Le zkML (Zero-Knowledge Machine Learning) est une autre méthode de validation cryptographique. L'agent soumet, en même temps que le résultat de son inférence, une preuve à divulgation nulle de connaissance (ZK). Cette preuve peut être vérifiée à très faible coût par un contrat de validation sur la chaîne, garantissant mathématiquement que cette sortie a bien été produite par un modèle spécifique (comme Llama-3-70B) avec une entrée spécifique. Cela prévient les attaques de « remplacement de modèle » (model swapping), où le fournisseur de services prétend utiliser un modèle haut de gamme mais utilise en réalité un modèle inférieur pour réduire les coûts.
Points d'audit
Pour la validation cryptéo-économique, vérifier :
● Vérifier la fenêtre de soumission des preuves de fraude : les validateurs ont-ils suffisamment de temps pour découvrir et soumettre une preuve ? Une fenêtre trop courte peut laisser passer des comportements malveillants, trop longue bloque les fonds trop longtemps.
● Vérifier la logique d'arbitrage des preuves de fraude : dépend-elle d'un ensemble de validateurs multi-signatures ? Si oui, examiner le degré de décentralisation de la sélection des validateurs et le seuil défini ; si l'arbitrage est entièrement sur la chaîne, s'assurer que la base de décision (comme un résultat vérifiable sur la chaîne) existe et est sans ambiguïté.
● S'assurer que le montant de la mise est proportionnel au risque, pour empêcher les comportements malveillants à faible coût (par exemple, une mise trop faible, où le bénéfice de la mauvaise action est bien supérieur à la perte).
Pour la certification TEE, vérifier :
● Vérifier que le contrat vérifie l'actualité de la preuve TEE (comme l'inclusion d'un horodatage ou d'une hauteur de bloc), pour empêcher l'acceptation de preuves expirées.
● Vérifier que le contenu de la preuve inclut le hachage du code de l'agent, le résumé des entrées/sorties, pour s'assurer que la preuve est liée à une tâche spécifique et éviter la réutilisation entre tâches.
● Évaluer si la logique de vérification de la preuve TEE dépend d'un oracle externe (comme Intel IAS) ; si c'est le cas, auditer la sécurité et le degré de décentralisation de l'oracle.
Pour la validation zkML, vérifier :
● Confirmer que le contrat intègre une bibliothèque de vérification zk auditée (comme SnarkVerifier) et qu'elle est correctement configurée avec une clé de vérification pour le système de preuve spécifique (comme Groth16, PLONK).
● Vérifier que le contrat de validation limite les modèles et la plage d'entrées auxquels la preuve s'applique, pour prévenir les attaques par remplacement de modèle (par exemple, une preuve générée pour un petit modèle mais présentée comme la sortie d'un grand modèle).
● Évaluer le degré de décentralisation de la génération des preuves : dépend-elle d'un seul prouveur ? S'il existe plusieurs prouveurs, concevoir un mécanisme de consensus pour empêcher les prouveurs malveillants.
Conclusion
L'ERC-8004 fournit une norme pour établir la confiance dans les Agents IA, sa sécurité est cruciale pour tout l'écosystème des agents sur la chaîne.
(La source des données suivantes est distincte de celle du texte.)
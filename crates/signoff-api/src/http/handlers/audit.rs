//! Audit log handler.

use axum::Json;
use axum::extract::{Query, State};

use signoff_types::audit::AuditLogEntry;
use signoff_types::id::InstanceId;

use crate::http::error::AppError;
use crate::http::extractors::auth::CurrentActor;
use crate::http::extractors::query::{AuditQuery, parse_id};
use crate::http::response::{ApiResponse, RequestTimer};
use crate::state::AppState;

/// Entries returned when no `limit` is given.
const DEFAULT_LIMIT: i64 = 100;

/// GET /api/v1/audit
///
/// With `request_id`, the full history of that request in write order;
/// otherwise the most recent entries, newest first.
pub async fn list_audit(
    State(state): State<AppState>,
    _actor: CurrentActor,
    Query(query): Query<AuditQuery>,
) -> Result<Json<ApiResponse<Vec<AuditLogEntry>>>, AppError> {
    let timer = RequestTimer::start();

    let entries = match &query.request_id {
        Some(raw) => {
            let id: InstanceId = parse_id("request_id", raw)?;
            state.audit.list_by_instance(&id).await?
        }
        None => {
            state
                .audit
                .list_recent(query.limit.unwrap_or(DEFAULT_LIMIT))
                .await?
        }
    };

    Ok(Json(timer.success(entries)))
}
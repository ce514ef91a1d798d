//! SQLite audit log repository.

use signoff_core::repository::audit::AuditRepository;
use signoff_types::audit::{AuditAction, AuditLogEntry};
use signoff_types::error::RepositoryError;
use signoff_types::id::InstanceId;
use sqlx::{Row, SqliteConnection};

use super::pool::DatabasePool;
use super::{format_datetime, from_json, parse_datetime, parse_id, query_err, to_json};

pub struct SqliteAuditRepository {
    pool: DatabasePool,
}

impl SqliteAuditRepository {
    pub fn new(pool: DatabasePool) -> Self {
        Self { pool }
    }
}

/// Insert an entry on an open connection or transaction.
pub(crate) async fn insert_audit(
    conn: &mut SqliteConnection,
    entry: &AuditLogEntry,
) -> Result<(), RepositoryError> {
    let details = entry.details.as_ref().map(to_json).transpose()?;

    sqlx::query(
        "INSERT INTO audit_logs (id, instance_id, action, actor_id, resource_type, resource_id, details, created_at)
         VALUES (?, ?, ?, ?, ?, ?, ?, ?)",
    )
    .bind(entry.id.to_string())
    .bind(entry.instance_id.map(|id| id.to_string()))
    .bind(entry.action.as_str())
    .bind(entry.actor_id.map(|id| id.to_string()))
    .bind(&entry.resource_type)
    .bind(&entry.resource_id)
    .bind(details)
    .bind(format_datetime(&entry.created_at))
    .execute(&mut *conn)
    .await
    .map_err(query_err)?;

    Ok(())
}

fn entry_from_row(row: &sqlx::sqlite::SqliteRow) -> Result<AuditLogEntry, RepositoryError> {
    let id: String = row.try_get("id").map_err(query_err)?;
    let instance_id: Option<String> = row.try_get("instance_id").map_err(query_err)?;
    let action: String = row.try_get("action").map_err(query_err)?;
    let actor_id: Option<String> = row.try_get("actor_id").map_err(query_err)?;
    let details: Option<String> = row.try_get("details").map_err(query_err)?;
    let created_at: String = row.try_get("created_at").map_err(query_err)?;

    Ok(AuditLogEntry {
        id: parse_id("audit", &id)?,
        instance_id: instance_id.as_deref().map(|s| parse_id("request", s)).transpose()?,
        action: action
            .parse::<AuditAction>()
            .map_err(RepositoryError::Query)?,
        actor_id: actor_id.as_deref().map(|s| parse_id("user", s)).transpose()?,
        resource_type: row.try_get("resource_type").map_err(query_err)?,
        resource_id: row.try_get("resource_id").map_err(query_err)?,
        details: details.as_deref().map(|s| from_json("details", s)).transpose()?,
        created_at: parse_datetime(&created_at)?,
    })
}

impl AuditRepository for SqliteAuditRepository {
    async fn append(&self, entry: &AuditLogEntry) -> Result<(), RepositoryError> {
        let mut conn = self.pool.writer.acquire().await.map_err(query_err)?;
        insert_audit(&mut conn, entry).await
    }

    async fn list_for_instance(
        &self,
        instance_id: &InstanceId,
    ) -> Result<Vec<AuditLogEntry>, RepositoryError> {
        let rows = sqlx::query("SELECT * FROM audit_logs WHERE instance_id = ? ORDER BY seq ASC")
            .bind(instance_id.to_string())
            .fetch_all(&self.pool.reader)
            .await
            .map_err(query_err)?;

        rows.iter().map(entry_from_row).collect()
    }

    async fn list_recent(&self, limit: i64) -> Result<Vec<AuditLogEntry>, RepositoryError> {
        let rows = sqlx::query("SELECT * FROM audit_logs ORDER BY seq DESC LIMIT ?")
            .bind(limit)
            .fetch_all(&self.pool.reader)
            .await
            .map_err(query_err)?;

        rows.iter().map(entry_from_row).collect()
    }
}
Le travail d'audit de sécurité doit comprendre en profondeur l'intention de conception et les risques potentiels des trois registres. De plus, la complexité des interactions inter-contrats et les vulnérabilités conventionnelles ne doivent pas être négligées. Un audit complet et rigoureux est nécessaire pour s'assurer que l'ERC-8004 tient réellement sa promesse de « sans confiance », jetant une base de sécurité pour l'avenir des agents autonomes.